Chloe esperaba elogios, no insultos. Se le oprimió el pecho mientras se defendía.
«Este es mi plato estrella. A Samuel le encantaba mi carne estofada. Todo el mundo decía que cocinaba bien. ¿No es así, Samuel?»
Se volvió hacia Samuel cuando este entró, con los ojos llenos de expectación.
Samuel había tenido la intención de ayudar en la cocina antes, pero unos asuntos urgentes del equipo de patrulla lo habían retrasado. Ahora, al ver lo que Chloe había preparado, solo se sentía más preocupado.
«Puede que eso fuera cierto antes», dijo en voz baja. «Pero ya te lo he dicho, aquí eres una invitada. No deberías hacer esto. Nadie aquí disfrutará de tu cocina, excepto yo. Ahora todo el mundo está acostumbrado a la comida que prepara Lily».

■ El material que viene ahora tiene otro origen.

// Temporary per-job blob storage used by adapters to stage media

use crate::error::Result;
use async_trait::async_trait;
use tokio::io::AsyncRead;

#[async_trait]
pub trait TemporaryPerJobDataStore: Send + Sync {
    /// Drain `stream` into a blob stored under (`job_id`, `key`)
    ///
    /// Returns the number of bytes written. An existing blob is replaced.
    async fn put_blob_from_stream(
        &self,
        job_id: &str,
        key: &str,
        stream: &mut (dyn AsyncRead + Send + Unpin),
    ) -> Result<u64>;

    /// # Errors
    /// - `AppError::NotFound` if no blob is stored under the key
    async fn get_blob(&self, job_id: &str, key: &str) -> Result<Vec<u8>>;

    /// Remove a blob (missing blobs are not an error)
    async fn remove_blob(&self, job_id: &str, key: &str) -> Result<()>;
}
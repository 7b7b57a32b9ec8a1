//! RPC Method Handlers
//!
//! Thin translation between wire types and the job lifecycle service.

use crate::error::to_rpc_error;
use crate::types::{
    CancelRequest, CancelResponse, CreateTransferRequest, CreateTransferResponse, GetJobRequest,
    InitiateAuthRequest, InitiateAuthResponse,
};
use jsonrpsee::types::ErrorObjectOwned;
use portability_core::application::callback::encode_job_id;
use portability_core::application::{JobLifecycleService, JobStatus};
use portability_core::domain::{AuthMode, DataVertical};
use portability_core::error::AppError;
use std::sync::Arc;

/// RPC Handler with injected dependencies
pub struct RpcHandler {
    lifecycle: Arc<JobLifecycleService>,
}

impl RpcHandler {
    pub fn new(lifecycle: Arc<JobLifecycleService>) -> Self {
        Self { lifecycle }
    }

    /// transfer.create.v1
    pub async fn create_transfer(
        &self,
        params: CreateTransferRequest,
    ) -> Result<CreateTransferResponse, ErrorObjectOwned> {
        let data_type: DataVertical = params
            .data_type
            .parse::<DataVertical>()
            .map_err(|e| to_rpc_error(AppError::InvalidArgument(e.to_string())))?;

        let job = self
            .lifecycle
            .create_job(&params.export_service, &params.import_service, data_type)
            .await
            .map_err(to_rpc_error)?;

        Ok(CreateTransferResponse {
            encoded_job_id: encode_job_id(&job.id),
            state: job.state().to_string(),
            job_id: job.id,
        })
    }

    /// auth.initiate.v1
    pub async fn initiate_auth(
        &self,
        params: InitiateAuthRequest,
    ) -> Result<InitiateAuthResponse, ErrorObjectOwned> {
        let mode: AuthMode = params
            .mode
            .parse()
            .map_err(|_| {
                to_rpc_error(AppError::InvalidArgument(format!(
                    "Unknown auth mode: {}",
                    params.mode
                )))
            })?;

        let request = self
            .lifecycle
            .initiate_auth(&params.job_id, mode)
            .await
            .map_err(to_rpc_error)?;
        let status = self
            .lifecycle
            .status(&params.job_id)
            .await
            .map_err(to_rpc_error)?;

        Ok(InitiateAuthResponse {
            job_id: request.job_id,
            mode: request.mode.to_string(),
            auth_url: request.auth_url,
            state: status.state.to_string(),
        })
    }

    /// job.get.v1
    pub async fn get_job(&self, params: GetJobRequest) -> Result<JobStatus, ErrorObjectOwned> {
        self.lifecycle
            .status(&params.job_id)
            .await
            .map_err(to_rpc_error)
    }

    /// job.cancel.v1
    pub async fn cancel(&self, params: CancelRequest) -> Result<CancelResponse, ErrorObjectOwned> {
        let status = self
            .lifecycle
            .cancel(&params.job_id)
            .await
            .map_err(to_rpc_error)?;

        Ok(CancelResponse {
            job_id: status.job_id,
            state: status.state.to_string(),
            cancel_requested: status.cancel_requested,
        })
    }
}
//! Daemon settings read from `PORTABILITY_*` environment variables

use anyhow::{Context, Result};
use portability_core::application::RetryStrategyLibrary;
use std::path::PathBuf;
use std::time::Duration;

const DEFAULT_DB_PATH: &str = "~/.portability/jobs.db";
const DEFAULT_RPC_HOST: &str = "127.0.0.1";
const DEFAULT_RPC_PORT: u16 = 9527;
const DEFAULT_GATEWAY_PORT: u16 = 8080;
const DEFAULT_BASE_URL: &str = "http://localhost:3000";
const DEFAULT_WORKERS: usize = 2;
const DEFAULT_POLL_INTERVAL_MS: u64 = 500;

#[derive(Debug, Clone, Copy, PartialEq, Eq)]
pub enum LogFormat {
    Pretty,
    Json,
}

#[derive(Debug, Clone)]
pub struct Settings {
    /// SQLite file path or `sqlite::memory:`
    pub db_path: String,
    pub rpc_host: String,
    pub rpc_port: u16,
    pub gateway_host: String,
    pub gateway_port: u16,
    /// Public URL of the web front-end (next/copy/error pages)
    pub base_url: String,
    /// Public URL of the gateway, used to build provider callback URLs
    pub base_api_url: String,
    pub workers: usize,
    pub poll_interval: Duration,
    pub log_format: LogFormat,
    /// Directory for a daily rolling log file in addition to stdout
    pub log_dir: Option<PathBuf>,
    pub retry_config: Option<PathBuf>,
}

impl Default for Settings {
    fn default() -> Self {
        Self {
            db_path: shellexpand::tilde(DEFAULT_DB_PATH).into_owned(),
            rpc_host: DEFAULT_RPC_HOST.to_string(),
            rpc_port: DEFAULT_RPC_PORT,
            gateway_host: DEFAULT_RPC_HOST.to_string(),
            gateway_port: DEFAULT_GATEWAY_PORT,
            base_url: DEFAULT_BASE_URL.to_string(),
            base_api_url: format!("http://{}:{}", DEFAULT_RPC_HOST, DEFAULT_GATEWAY_PORT),
            workers: DEFAULT_WORKERS,
            poll_interval: Duration::from_millis(DEFAULT_POLL_INTERVAL_MS),
            log_format: LogFormat::Pretty,
            log_dir: None,
            retry_config: None,
        }
    }
}

impl Settings {
    pub fn from_env() -> Result<Self> {
        Self::from_lookup(|name| std::env::var(name).ok())
    }

    /// Build settings from any variable source (environment in production)
    pub fn from_lookup(lookup: impl Fn(&str) -> Option<String>) -> Result<Self> {
        let defaults = Self::default();
        let var = |name: &str| lookup(name).filter(|v| !v.trim().is_empty());

        let gateway_port = parse_or(var("PORTABILITY_GATEWAY_PORT"), defaults.gateway_port)
            .context("PORTABILITY_GATEWAY_PORT")?;
        let gateway_host = var("PORTABILITY_GATEWAY_HOST").unwrap_or(defaults.gateway_host);
        let base_api_url = var("PORTABILITY_BASE_API_URL")
            .unwrap_or_else(|| format!("http://{}:{}", gateway_host, gateway_port));

        let log_format = match var("PORTABILITY_LOG_FORMAT").as_deref() {
            None | Some("pretty") => LogFormat::Pretty,
            Some("json") => LogFormat::Json,
            Some(other) => anyhow::bail!("PORTABILITY_LOG_FORMAT must be pretty or json, got {}", other),
        };

        let workers = parse_or(var("PORTABILITY_WORKERS"), defaults.workers)
            .context("PORTABILITY_WORKERS")?;
        if workers == 0 {
            anyhow::bail!("PORTABILITY_WORKERS must be at least 1");
        }

        Ok(Self {
            db_path: var("PORTABILITY_DB_PATH")
                .map(|p| shellexpand::tilde(&p).into_owned())
                .unwrap_or(defaults.db_path),
            rpc_host: var("PORTABILITY_RPC_HOST").unwrap_or(defaults.rpc_host),
            rpc_port: parse_or(var("PORTABILITY_RPC_PORT"), defaults.rpc_port)
                .context("PORTABILITY_RPC_PORT")?,
            gateway_host,
            gateway_port,
            base_url: var("PORTABILITY_BASE_URL").unwrap_or(defaults.base_url),
            base_api_url,
            workers,
            poll_interval: Duration::from_millis(
                parse_or(var("PORTABILITY_POLL_INTERVAL_MS"), DEFAULT_POLL_INTERVAL_MS)
                    .context("PORTABILITY_POLL_INTERVAL_MS")?,
            ),
            log_format,
            log_dir: var("PORTABILITY_LOG_DIR").map(|p| expand_path(&p)),
            retry_config: var("PORTABILITY_RETRY_CONFIG").map(|p| expand_path(&p)),
        })
    }

    /// Retry library from `retry_config`, or the built-in default
    pub fn retry_library(&self) -> Result<RetryStrategyLibrary> {
        match &self.retry_config {
            None => Ok(RetryStrategyLibrary::default()),
            Some(path) => {
                let json = std::fs::read_to_string(path)
                    .with_context(|| format!("reading retry config {}", path.display()))?;
                RetryStrategyLibrary::from_json(&json)
                    .with_context(|| format!("parsing retry config {}", path.display()))
            }
        }
    }
}

fn expand_path(path: &str) -> PathBuf {
    PathBuf::from(shellexpand::tilde(path).into_owned())
}

fn parse_or<T>(value: Option<String>, default: T) -> Result<T>
where
    T: std::str::FromStr,
    T::Err: std::error::Error + Send + Sync + 'static,
{
    match value {
        None => Ok(default),
        Some(v) => Ok(v.trim().parse()?),
    }
}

Incluso esas palabras solo pretendían suavizar el golpe. En realidad, ahora hasta el líquido nutritivo le resultaba soso. Se había acostumbrado por completo a la cocina de Lillian, y la idea de volver a aquellos antiguos sabores le resultaba incómoda.
Erik soltó una risa discreta y le dio una palmada en el hombro a Samuel. «Pues entonces es solo para ti. Eso viene de perlas. Así solo tú tendrás que aguantarlo».
Sonrió con indolencia. «Me comeré lo que Lily te haya preparado».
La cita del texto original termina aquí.